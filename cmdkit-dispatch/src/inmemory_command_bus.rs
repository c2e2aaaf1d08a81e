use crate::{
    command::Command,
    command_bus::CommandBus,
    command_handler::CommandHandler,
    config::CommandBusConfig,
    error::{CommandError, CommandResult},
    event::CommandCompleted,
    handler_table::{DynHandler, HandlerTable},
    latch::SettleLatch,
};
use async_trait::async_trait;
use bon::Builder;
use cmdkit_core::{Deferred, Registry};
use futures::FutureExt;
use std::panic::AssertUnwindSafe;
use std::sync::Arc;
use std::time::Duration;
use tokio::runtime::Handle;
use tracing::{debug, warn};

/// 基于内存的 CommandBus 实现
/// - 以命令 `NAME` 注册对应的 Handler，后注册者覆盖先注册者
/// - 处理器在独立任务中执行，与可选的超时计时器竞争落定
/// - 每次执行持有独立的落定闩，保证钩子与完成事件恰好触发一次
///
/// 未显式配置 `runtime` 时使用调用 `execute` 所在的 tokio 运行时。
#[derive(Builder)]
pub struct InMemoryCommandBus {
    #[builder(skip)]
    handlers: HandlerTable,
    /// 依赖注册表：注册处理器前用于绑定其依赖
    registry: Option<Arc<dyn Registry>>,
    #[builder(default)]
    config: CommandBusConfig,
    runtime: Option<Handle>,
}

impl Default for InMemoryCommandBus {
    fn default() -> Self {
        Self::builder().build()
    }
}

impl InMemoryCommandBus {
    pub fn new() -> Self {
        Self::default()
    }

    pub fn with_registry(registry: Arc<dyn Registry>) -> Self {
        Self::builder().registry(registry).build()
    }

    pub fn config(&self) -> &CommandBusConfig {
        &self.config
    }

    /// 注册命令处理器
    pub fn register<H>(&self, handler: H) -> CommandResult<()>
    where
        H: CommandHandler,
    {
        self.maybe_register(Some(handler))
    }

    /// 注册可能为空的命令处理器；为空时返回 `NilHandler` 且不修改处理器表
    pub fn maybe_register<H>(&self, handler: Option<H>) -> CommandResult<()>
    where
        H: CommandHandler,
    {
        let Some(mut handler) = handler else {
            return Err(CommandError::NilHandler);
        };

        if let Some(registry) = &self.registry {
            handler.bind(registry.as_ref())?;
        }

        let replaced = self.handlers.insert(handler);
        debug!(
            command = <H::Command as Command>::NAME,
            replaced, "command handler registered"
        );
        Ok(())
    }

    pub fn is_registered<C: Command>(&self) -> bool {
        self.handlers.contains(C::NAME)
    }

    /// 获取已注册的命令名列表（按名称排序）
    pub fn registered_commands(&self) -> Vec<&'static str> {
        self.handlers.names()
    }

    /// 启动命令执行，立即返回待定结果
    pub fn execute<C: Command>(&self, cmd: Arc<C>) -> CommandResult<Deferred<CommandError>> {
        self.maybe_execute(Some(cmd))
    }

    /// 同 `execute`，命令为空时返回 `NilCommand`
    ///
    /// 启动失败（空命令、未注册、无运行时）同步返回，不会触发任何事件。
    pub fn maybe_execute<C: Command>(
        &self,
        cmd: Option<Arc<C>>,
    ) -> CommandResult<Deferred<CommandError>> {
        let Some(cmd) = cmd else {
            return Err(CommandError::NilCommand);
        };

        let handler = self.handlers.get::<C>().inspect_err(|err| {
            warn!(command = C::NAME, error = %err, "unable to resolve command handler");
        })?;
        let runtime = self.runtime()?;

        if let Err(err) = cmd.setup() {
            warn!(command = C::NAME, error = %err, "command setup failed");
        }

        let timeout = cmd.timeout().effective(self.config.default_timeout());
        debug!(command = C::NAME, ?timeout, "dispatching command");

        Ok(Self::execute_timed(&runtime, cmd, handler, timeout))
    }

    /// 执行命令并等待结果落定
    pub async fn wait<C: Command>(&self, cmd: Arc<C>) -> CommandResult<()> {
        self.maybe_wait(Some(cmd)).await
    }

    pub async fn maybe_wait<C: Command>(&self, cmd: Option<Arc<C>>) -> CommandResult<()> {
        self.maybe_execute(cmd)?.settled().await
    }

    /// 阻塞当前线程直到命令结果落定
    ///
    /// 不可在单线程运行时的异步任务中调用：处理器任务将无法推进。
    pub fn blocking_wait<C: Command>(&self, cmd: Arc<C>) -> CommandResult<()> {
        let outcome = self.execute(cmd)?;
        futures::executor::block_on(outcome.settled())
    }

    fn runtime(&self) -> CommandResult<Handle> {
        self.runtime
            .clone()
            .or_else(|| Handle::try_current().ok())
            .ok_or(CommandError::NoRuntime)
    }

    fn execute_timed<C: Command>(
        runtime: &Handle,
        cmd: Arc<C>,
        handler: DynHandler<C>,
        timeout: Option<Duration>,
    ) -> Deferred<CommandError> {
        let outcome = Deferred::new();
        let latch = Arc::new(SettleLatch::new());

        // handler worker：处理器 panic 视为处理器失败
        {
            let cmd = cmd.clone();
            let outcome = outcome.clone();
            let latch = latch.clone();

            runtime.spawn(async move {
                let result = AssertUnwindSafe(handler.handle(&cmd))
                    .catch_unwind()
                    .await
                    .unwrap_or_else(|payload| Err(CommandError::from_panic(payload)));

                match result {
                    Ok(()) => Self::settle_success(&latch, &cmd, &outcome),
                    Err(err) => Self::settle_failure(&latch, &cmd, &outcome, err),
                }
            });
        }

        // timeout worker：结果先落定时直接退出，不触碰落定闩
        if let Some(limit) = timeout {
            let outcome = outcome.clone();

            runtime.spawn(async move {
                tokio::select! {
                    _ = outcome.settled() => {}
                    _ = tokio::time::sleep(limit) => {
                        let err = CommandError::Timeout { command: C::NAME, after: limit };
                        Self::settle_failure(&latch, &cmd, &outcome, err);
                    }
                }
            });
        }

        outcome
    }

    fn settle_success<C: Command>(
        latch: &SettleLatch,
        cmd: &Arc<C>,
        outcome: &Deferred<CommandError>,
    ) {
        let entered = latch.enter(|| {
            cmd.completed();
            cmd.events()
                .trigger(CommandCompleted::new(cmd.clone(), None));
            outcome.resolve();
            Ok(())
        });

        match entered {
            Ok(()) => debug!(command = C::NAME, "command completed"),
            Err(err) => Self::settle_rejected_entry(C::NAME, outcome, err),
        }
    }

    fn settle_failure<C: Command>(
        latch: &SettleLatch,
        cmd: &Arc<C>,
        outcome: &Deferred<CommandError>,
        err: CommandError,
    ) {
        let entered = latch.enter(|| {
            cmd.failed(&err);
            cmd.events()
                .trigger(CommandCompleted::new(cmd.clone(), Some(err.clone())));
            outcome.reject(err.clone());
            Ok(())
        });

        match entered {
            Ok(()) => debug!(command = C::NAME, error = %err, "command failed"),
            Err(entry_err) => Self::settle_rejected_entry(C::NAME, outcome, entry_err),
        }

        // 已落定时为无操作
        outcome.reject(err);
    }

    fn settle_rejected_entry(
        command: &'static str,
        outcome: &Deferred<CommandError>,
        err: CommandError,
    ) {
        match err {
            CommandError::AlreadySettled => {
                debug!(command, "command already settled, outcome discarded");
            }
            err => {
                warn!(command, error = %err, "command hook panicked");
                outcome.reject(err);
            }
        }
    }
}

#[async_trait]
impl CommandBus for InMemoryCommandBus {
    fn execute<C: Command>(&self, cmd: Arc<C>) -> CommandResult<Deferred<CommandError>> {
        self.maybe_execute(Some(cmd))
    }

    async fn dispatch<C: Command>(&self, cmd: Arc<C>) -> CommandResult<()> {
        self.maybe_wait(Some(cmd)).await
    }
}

____________________

> _Task directions_: Only lines holding the word "AssertUnwindSafe" are wanted here; copy each from the listing.

> _Task answer_:
use std::panic::AssertUnwindSafe;
                let result = AssertUnwindSafe(handler.handle(&cmd))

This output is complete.